Shareholder rebellion repeat offenders in spotlight
Three FTSE 100 heavyweights are among 32 companies to have received a letter from the Investment Association (IA) about potential governance failures, having appeared twice on the list of those who have experienced significant shareholder revolt on the same issue
6 Dec 2018
Drug company AstraZeneca, construction giant Berkeley Group and advertising company WPP all feature on the public register held by the IA for the exact same resolution in 2017 and 2018, alongside 19 companies in the FTSE 250 and a further 10 from the small cap index.
The public register tracks significant shareholder dissent (of more than 20%) at AGMs and seeks for companies to respond to that dissent. It shows that an increasing number of companies are facing shareholder opposition, with rebellions up by just under a quarter in 2018. This year so far, 287 individual resolutions have been added to the public register, a jump of 22% from 2017.
The IA has now launched a new repeat offenders list as part of the public register, highlighting in one place those companies who experience year-on-year revolts for the same resolution.
Andrew Ninian, director of stewardship and corporate governance at the IA, said: ‘Appearing on the Public Register should act as a warning to companies that their shareholders are concerned about an aspect of the company’s governance.
‘While many companies are taking the necessary action and engaging with their shareholders, a frustrating number are failing to address investor concerns. We expect these companies to provide an update statement to their shareholders on the engagement they had since the AGM vote, the views heard from shareholders and the follow-on actions taken.
‘We hope that the increased focus on these repeat offenders will encourage them to engage with their shareholders and ensure their concerns are being addressed. The risk if they do not is greater investor concern in the future.’
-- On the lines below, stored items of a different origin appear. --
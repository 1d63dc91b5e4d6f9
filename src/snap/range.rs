use crate::{
    foundation::core::clamp_unit,
    foundation::error::{ReelError, ReelResult},
};

/// Pinned scroll range as fractions of the total scrollable distance.
#[derive(Clone, Copy, Debug, PartialEq, serde::Serialize, serde::Deserialize)]
pub struct PinnedRange {
    /// Fraction where the pin starts.
    pub start: f64,
    /// Fraction where the pin ends.
    pub end: f64,
    /// Fraction snapping lands on.
    pub center: f64,
}

impl PinnedRange {
    /// Range centered halfway between `start` and `end`.
    pub fn new(start: f64, end: f64) -> ReelResult<Self> {
        Self::with_reveal(start, end, 0.5)
    }

    /// Range whose center sits at `reveal` of the way from `start` to `end`.
    pub fn with_reveal(start: f64, end: f64, reveal: f64) -> ReelResult<Self> {
        if !(start.is_finite() && end.is_finite()) || start > end {
            return Err(ReelError::layout(format!(
                "pinned range needs finite start <= end (got {start} .. {end})"
            )));
        }
        if !(0.0..=1.0).contains(&reveal) {
            return Err(ReelError::layout(format!(
                "reveal fraction must be in [0, 1] (got {reveal})"
            )));
        }
        Ok(Self {
            start,
            end,
            center: start + (end - start) * reveal,
        })
    }

    /// Convert a pixel interval into fractions of `max_scroll`.
    ///
    /// Returns `None` when there is nothing to scroll.
    pub fn from_scroll_px(
        start_px: f64,
        end_px: f64,
        max_scroll: f64,
        reveal: Option<f64>,
    ) -> ReelResult<Option<Self>> {
        if !(max_scroll > 0.0) {
            return Ok(None);
        }
        let start = clamp_unit(start_px / max_scroll);
        let end = clamp_unit(end_px / max_scroll);
        Self::with_reveal(start, end, reveal.unwrap_or(0.5)).map(Some)
    }

    /// Return `true` when `value` lies in `[start - tolerance, end + tolerance]`.
    pub fn contains_with_tolerance(&self, value: f64, tolerance: f64) -> bool {
        self.start - tolerance <= value && value <= self.end + tolerance
    }
}

#[cfg(test)]
#[path = "../../tests/unit/snap/range.rs"]
mod tests;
A spokesperson for WPP which suffered a large vote against its remuneration report at its 2018 AGM said: ‘The reason for the significant vote against the report was primarily discontent around the non-disclosure of the details and outcome of an investigation into an allegation of personal misconduct by Sir Martin Sorrell, the terms of his 2008 employment agreement, his subsequent resignation in April 2018, his contractual treatment as a retiree and the “good leaver” treatment of his outstanding share awards.
‘The chairman and the company have engaged extensively with shareowners on the obligations of the Company and the historic and unique nature of the 2008 employment agreement, which have not been replicated in the employment terms of the new CEO of the company.
Berkeley Group, which faced a rebellion over the re-appointment of non-executive director Adrian Lee, said it had explained to investors that, because of different rules in Asia and the UK, Lee technically held too many directorships.
However, it added that he had proved himself over a number of years to be an ‘excellent’ and ‘committed’ member of the board.
AstraZeneca, which has faced shareholder rebellion over its pay plans for its top executives, has not commented.